PROBLEM REQUIREMENTS = Reproduce each entry exactly as written.

(Stored data)
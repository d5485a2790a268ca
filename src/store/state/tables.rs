use std::num::NonZeroUsize;
use std::ptr;
use std::ptr::NonNull;

use crate::error::fatal;
use crate::loom::alloc::Layout;
use crate::loom::alloc::alloc;
use crate::loom::alloc::dealloc;
use crate::loom::alloc::handle_alloc_error;
use crate::loom::sync::atomic::AtomicPtr;
use crate::loom::sync::atomic::Ordering;
use crate::num::RefCount;

// -----------------------------------------------------------------------------
// Shelf
// -----------------------------------------------------------------------------

/// One superbuffer table: a fixed array of lazily-populated buffer pointers.
///
/// Entries start out null and are published at most once, by the single
/// thread responsible for growing capacity past the corresponding buffer.
/// The array itself covers the entire index range and is never reallocated,
/// so published buffer addresses are stable for the life of the shelf.
struct Shelf<P> {
  table: NonNull<AtomicPtr<P>>,
  len: NonZeroUsize,
}

impl<P> Shelf<P> {
  fn new(len: NonZeroUsize) -> Self {
    let layout: Layout = table_layout::<P>(len);

    // SAFETY: The layout has a non-zero size; every entry is initialized
    //         below before the shelf is returned.
    let target: *mut u8 = unsafe { alloc(layout) };

    let Some(table) = NonNull::new(target) else {
      handle_alloc_error(layout);
    };

    let table: NonNull<AtomicPtr<P>> = table.cast();

    for offset in 0..len.get() {
      // SAFETY: `offset` is within the allocation we just made.
      unsafe {
        table.add(offset).write(AtomicPtr::new(ptr::null_mut()));
      }
    }

    Self { table, len }
  }

  #[inline]
  const fn len(&self) -> NonZeroUsize {
    self.len
  }

  #[inline]
  fn entry(&self, outer: usize) -> &AtomicPtr<P> {
    debug_assert!(outer < self.len.get(), "superbuffer index out of bounds");

    // SAFETY: `outer` is in bounds and every entry was initialized in `new`.
    unsafe { self.table.add(outer).as_ref() }
  }

  /// Loads the buffer pointer for `outer`, null if not yet published.
  ///
  /// The `Acquire` load pairs with the `Release` store in
  /// [`publish`][Self::publish]; a non-null result is a fully allocated,
  /// fully initialized buffer.
  #[inline]
  fn load(&self, outer: usize) -> *mut P {
    self.entry(outer).load(Ordering::Acquire)
  }

  /// Publishes the buffer for `outer`.
  #[inline]
  fn publish(&self, outer: usize, buffer: NonNull<P>) {
    self.entry(outer).store(buffer.as_ptr(), Ordering::Release);
  }
}

impl<P> Drop for Shelf<P> {
  fn drop(&mut self) {
    let entries: *mut [AtomicPtr<P>] =
      ptr::slice_from_raw_parts_mut(self.table.as_ptr(), self.len.get());

    // SAFETY: Every entry was initialized in `new` and the table was
    //         allocated with this exact layout.
    unsafe {
      ptr::drop_in_place(entries);
      dealloc(self.table.as_ptr().cast(), table_layout::<P>(self.len));
    }
  }
}

#[inline]
fn table_layout<P>(len: NonZeroUsize) -> Layout {
  match Layout::array::<AtomicPtr<P>>(len.get()) {
    Ok(layout) => layout,
    Err(error) => fatal!(error),
  }
}

// -----------------------------------------------------------------------------
// Tables
// -----------------------------------------------------------------------------

/// The two parallel superbuffer tables: entity data and refcounts.
///
/// Both shelves are populated together: a superbuffer entry either has both
/// buffers published or neither. Refcount cells are zeroed before the
/// pointers become visible, so a reader that can see a buffer always sees
/// well-formed counts.
pub(crate) struct Tables<T, R: RefCount> {
  data: Shelf<T>,
  counts: Shelf<R::Cell>,
  buffer_len: usize,
}

impl<T, R: RefCount> Tables<T, R> {
  pub(crate) fn new(table_len: NonZeroUsize, buffer_len: usize) -> Self {
    Self {
      data: Shelf::new(table_len),
      counts: Shelf::new(table_len),
      buffer_len,
    }
  }

  /// Allocates and publishes the buffer pair for superbuffer entry `outer`.
  ///
  /// Must be called at most once per entry, by the thread that owns the
  /// pending capacity advance. Data cells are left uninitialized; refcount
  /// cells are zeroed.
  pub(crate) fn publish(&self, outer: usize) {
    debug_assert!(self.data.load(outer).is_null(), "buffer published twice");

    self.data.publish(outer, alloc_data_buffer::<T>(self.buffer_len));
    self.counts.publish(outer, alloc_count_buffer::<R>(self.buffer_len));
  }

  /// Returns the address of the data cell at `(outer, inner)`.
  ///
  /// # Safety
  ///
  /// The buffer pair for `outer` must have been published, and `inner` must
  /// be below the buffer length.
  #[inline]
  pub(crate) unsafe fn data_cell(&self, outer: usize, inner: usize) -> NonNull<T> {
    let buffer: *mut T = self.data.load(outer);

    debug_assert!(!buffer.is_null(), "data cell in unpublished buffer");
    debug_assert!(inner < self.buffer_len, "buffer index out of bounds");

    // SAFETY: This is guaranteed to be safe by the caller.
    unsafe { NonNull::new_unchecked(buffer.add(inner)) }
  }

  /// Returns a reference to the refcount cell at `(outer, inner)`.
  ///
  /// # Safety
  ///
  /// The buffer pair for `outer` must have been published, and `inner` must
  /// be below the buffer length.
  #[inline]
  pub(crate) unsafe fn count_cell(&self, outer: usize, inner: usize) -> &R::Cell {
    let buffer: *mut R::Cell = self.counts.load(outer);

    debug_assert!(!buffer.is_null(), "refcount cell in unpublished buffer");
    debug_assert!(inner < self.buffer_len, "buffer index out of bounds");

    // SAFETY: This is guaranteed to be safe by the caller.
    unsafe { &*buffer.add(inner) }
  }
}

impl<T, R: RefCount> Drop for Tables<T, R> {
  fn drop(&mut self) {
    for outer in 0..self.data.len().get() {
      let data: *mut T = self.data.load(outer);

      if data.is_null() {
        continue;
      }

      let counts: *mut R::Cell = self.counts.load(outer);

      debug_assert!(!counts.is_null());

      // Data cells may hold stale or uninitialized bytes, so the buffer is
      // released without dropping any `T`. Refcount cells were all
      // initialized at publication and are dropped in place.
      unsafe {
        let layout: Layout = buffer_layout::<T>(self.buffer_len);

        if layout.size() != 0 {
          dealloc(data.cast(), layout);
        }

        ptr::drop_in_place(ptr::slice_from_raw_parts_mut(counts, self.buffer_len));
        dealloc(counts.cast(), buffer_layout::<R::Cell>(self.buffer_len));
      }
    }
  }
}

#[inline]
fn alloc_data_buffer<T>(len: usize) -> NonNull<T> {
  let layout: Layout = buffer_layout::<T>(len);

  if layout.size() == 0 {
    return NonNull::dangling();
  }

  // SAFETY: The layout has a non-zero size. Cells are constructed later by
  //         placement into the exact addresses handed out by the allocator.
  let target: *mut u8 = unsafe { alloc(layout) };

  let Some(buffer) = NonNull::new(target) else {
    handle_alloc_error(layout);
  };

  buffer.cast()
}

#[inline]
fn alloc_count_buffer<R: RefCount>(len: usize) -> NonNull<R::Cell> {
  let layout: Layout = buffer_layout::<R::Cell>(len);

  // SAFETY: The layout has a non-zero size; every cell is initialized below
  //         before the pointer escapes this function.
  let target: *mut u8 = unsafe { alloc(layout) };

  let Some(buffer) = NonNull::new(target) else {
    handle_alloc_error(layout);
  };

  let buffer: NonNull<R::Cell> = buffer.cast();

  for offset in 0..len {
    // SAFETY: `offset` is within the allocation we just made.
    unsafe {
      buffer.add(offset).write(R::new_cell());
    }
  }

  buffer
}

#[inline]
fn buffer_layout<P>(len: usize) -> Layout {
  match Layout::array::<P>(len) {
    Ok(layout) => layout,
    Err(error) => fatal!(error),
  }
}

// -----------------------------------------------------------------------------
// Tests
// -----------------------------------------------------------------------------
mod tables;
mod volatile;

pub(crate) use self::tables::Tables;
pub(crate) use self::volatile::Volatile;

ANSWER TO THE PROBLEM =
repository d5485a2790a268ca
filename src/store/state/tables.rs
use std::num::NonZeroUsize;
use std::ptr;
use std::ptr::NonNull;

use crate::error::fatal;
use crate::loom::alloc::Layout;
use crate::loom::alloc::alloc;
use crate::loom::alloc::dealloc;
use crate::loom::alloc::handle_alloc_error;
use crate::loom::sync::atomic::AtomicPtr;
use crate::loom::sync::atomic::Ordering;
use crate::num::RefCount;

// -----------------------------------------------------------------------------
// Shelf
// -----------------------------------------------------------------------------

/// One superbuffer table: a fixed array of lazily-populated buffer pointers.
///
/// Entries start out null and are published at most once, by the single
/// thread responsible for growing capacity past the corresponding buffer.
/// The array itself covers the entire index range and is never reallocated,
/// so published buffer addresses are stable for the life of the shelf.
struct Shelf<P> {
  table: NonNull<AtomicPtr<P>>,
  len: NonZeroUsize,
}

impl<P> Shelf<P> {
  fn new(len: NonZeroUsize) -> Self {
    let layout: Layout = table_layout::<P>(len);

    // SAFETY: The layout has a non-zero size; every entry is initialized
    //         below before the shelf is returned.
    let target: *mut u8 = unsafe { alloc(layout) };

    let Some(table) = NonNull::new(target) else {
      handle_alloc_error(layout);
    };

    let table: NonNull<AtomicPtr<P>> = table.cast();

    for offset in 0..len.get() {
      // SAFETY: `offset` is within the allocation we just made.
      unsafe {
        table.add(offset).write(AtomicPtr::new(ptr::null_mut()));
      }
    }

    Self { table, len }
  }

  #[inline]
  const fn len(&self) -> NonZeroUsize {
    self.len
  }

  #[inline]
  fn entry(&self, outer: usize) -> &AtomicPtr<P> {
    debug_assert!(outer < self.len.get(), "superbuffer index out of bounds");

    // SAFETY: `outer` is in bounds and every entry was initialized in `new`.
    unsafe { self.table.add(outer).as_ref() }
  }

  /// Loads the buffer pointer for `outer`, null if not yet published.
  ///
  /// The `Acquire` load pairs with the `Release` store in
  /// [`publish`][Self::publish]; a non-null result is a fully allocated,
  /// fully initialized buffer.
  #[inline]
  fn load(&self, outer: usize) -> *mut P {
    self.entry(outer).load(Ordering::Acquire)
  }

  /// Publishes the buffer for `outer`.
  #[inline]
  fn publish(&self, outer: usize, buffer: NonNull<P>) {
    self.entry(outer).store(buffer.as_ptr(), Ordering::Release);
  }
}

impl<P> Drop for Shelf<P> {
  fn drop(&mut self) {
    let entries: *mut [AtomicPtr<P>] =
      ptr::slice_from_raw_parts_mut(self.table.as_ptr(), self.len.get());

    // SAFETY: Every entry was initialized in `new` and the table was
    //         allocated with this exact layout.
    unsafe {
      ptr::drop_in_place(entries);
      dealloc(self.table.as_ptr().cast(), table_layout::<P>(self.len));
    }
  }
}

#[inline]
fn table_layout<P>(len: NonZeroUsize) -> Layout {
  match Layout::array::<AtomicPtr<P>>(len.get()) {
    Ok(layout) => layout,
    Err(error) => fatal!(error),
  }
}

// -----------------------------------------------------------------------------
// Tables
// -----------------------------------------------------------------------------

/// The two parallel superbuffer tables: entity data and refcounts.
///
/// Both shelves are populated together: a superbuffer entry either has both
/// buffers published or neither. Refcount cells are zeroed before the
/// pointers become visible, so a reader that can see a buffer always sees
/// well-formed counts.
pub(crate) struct Tables<T, R: RefCount> {
  data: Shelf<T>,
  counts: Shelf<R::Cell>,
  buffer_len: usize,
}

impl<T, R: RefCount> Tables<T, R> {
  pub(crate) fn new(table_len: NonZeroUsize, buffer_len: usize) -> Self {
    Self {
      data: Shelf::new(table_len),
      counts: Shelf::new(table_len),
      buffer_len,
    }
  }

  /// Allocates and publishes the buffer pair for superbuffer entry `outer`.
  ///
  /// Must be called at most once per entry, by the thread that owns the
  /// pending capacity advance. Data cells are left uninitialized; refcount
  /// cells are zeroed.
  pub(crate) fn publish(&self, outer: usize) {
    debug_assert!(self.data.load(outer).is_null(), "buffer published twice");

    self.data.publish(outer, alloc_data_buffer::<T>(self.buffer_len));
    self.counts.publish(outer, alloc_count_buffer::<R>(self.buffer_len));
  }

  /// Returns the address of the data cell at `(outer, inner)`.
  ///
  /// # Safety
  ///
  /// The buffer pair for `outer` must have been published, and `inner` must
  /// be below the buffer length.
  #[inline]
  pub(crate) unsafe fn data_cell(&self, outer: usize, inner: usize) -> NonNull<T> {
    let buffer: *mut T = self.data.load(outer);

    debug_assert!(!buffer.is_null(), "data cell in unpublished buffer");
    debug_assert!(inner < self.buffer_len, "buffer index out of bounds");

    // SAFETY: This is guaranteed to be safe by the caller.
    unsafe { NonNull::new_unchecked(buffer.add(inner)) }
  }

  /// Returns a reference to the refcount cell at `(outer, inner)`.
  ///
  /// # Safety
  ///
  /// The buffer pair for `outer` must have been published, and `inner` must
  /// be below the buffer length.
  #[inline]
  pub(crate) unsafe fn count_cell(&self, outer: usize, inner: usize) -> &R::Cell {
    let buffer: *mut R::Cell = self.counts.load(outer);

    debug_assert!(!buffer.is_null(), "refcount cell in unpublished buffer");
    debug_assert!(inner < self.buffer_len, "buffer index out of bounds");

    // SAFETY: This is guaranteed to be safe by the caller.
    unsafe { &*buffer.add(inner) }
  }
}

impl<T, R: RefCount> Drop for Tables<T, R> {
  fn drop(&mut self) {
    for outer in 0..self.data.len().get() {
      let data: *mut T = self.data.load(outer);

      if data.is_null() {
        continue;
      }

      let counts: *mut R::Cell = self.counts.load(outer);

      debug_assert!(!counts.is_null());

      // Data cells may hold stale or uninitialized bytes, so the buffer is
      // released without dropping any `T`. Refcount cells were all
      // initialized at publication and are dropped in place.
      unsafe {
        let layout: Layout = buffer_layout::<T>(self.buffer_len);

        if layout.size() != 0 {
          dealloc(data.cast(), layout);
        }

        ptr::drop_in_place(ptr::slice_from_raw_parts_mut(counts, self.buffer_len));
        dealloc(counts.cast(), buffer_layout::<R::Cell>(self.buffer_len));
      }
    }
  }
}

#[inline]
fn alloc_data_buffer<T>(len: usize) -> NonNull<T> {
  let layout: Layout = buffer_layout::<T>(len);

  if layout.size() == 0 {
    return NonNull::dangling();
  }

  // SAFETY: The layout has a non-zero size. Cells are constructed later by
  //         placement into the exact addresses handed out by the allocator.
  let target: *mut u8 = unsafe { alloc(layout) };

  let Some(buffer) = NonNull::new(target) else {
    handle_alloc_error(layout);
  };

  buffer.cast()
}

#[inline]
fn alloc_count_buffer<R: RefCount>(len: usize) -> NonNull<R::Cell> {
  let layout: Layout = buffer_layout::<R::Cell>(len);

  // SAFETY: The layout has a non-zero size; every cell is initialized below
  //         before the pointer escapes this function.
  let target: *mut u8 = unsafe { alloc(layout) };

  let Some(buffer) = NonNull::new(target) else {
    handle_alloc_error(layout);
  };

  let buffer: NonNull<R::Cell> = buffer.cast();

  for offset in 0..len {
    // SAFETY: `offset` is within the allocation we just made.
    unsafe {
      buffer.add(offset).write(R::new_cell());
    }
  }

  buffer
}

#[inline]
fn buffer_layout<P>(len: usize) -> Layout {
  match Layout::array::<P>(len) {
    Ok(layout) => layout,
    Err(error) => fatal!(error),
  }
}

// -----------------------------------------------------------------------------
// Tests
// -----------------------------------------------------------------------------
mod tables;
mod volatile;

pub(crate) use self::tables::Tables;
pub(crate) use self::volatile::Volatile;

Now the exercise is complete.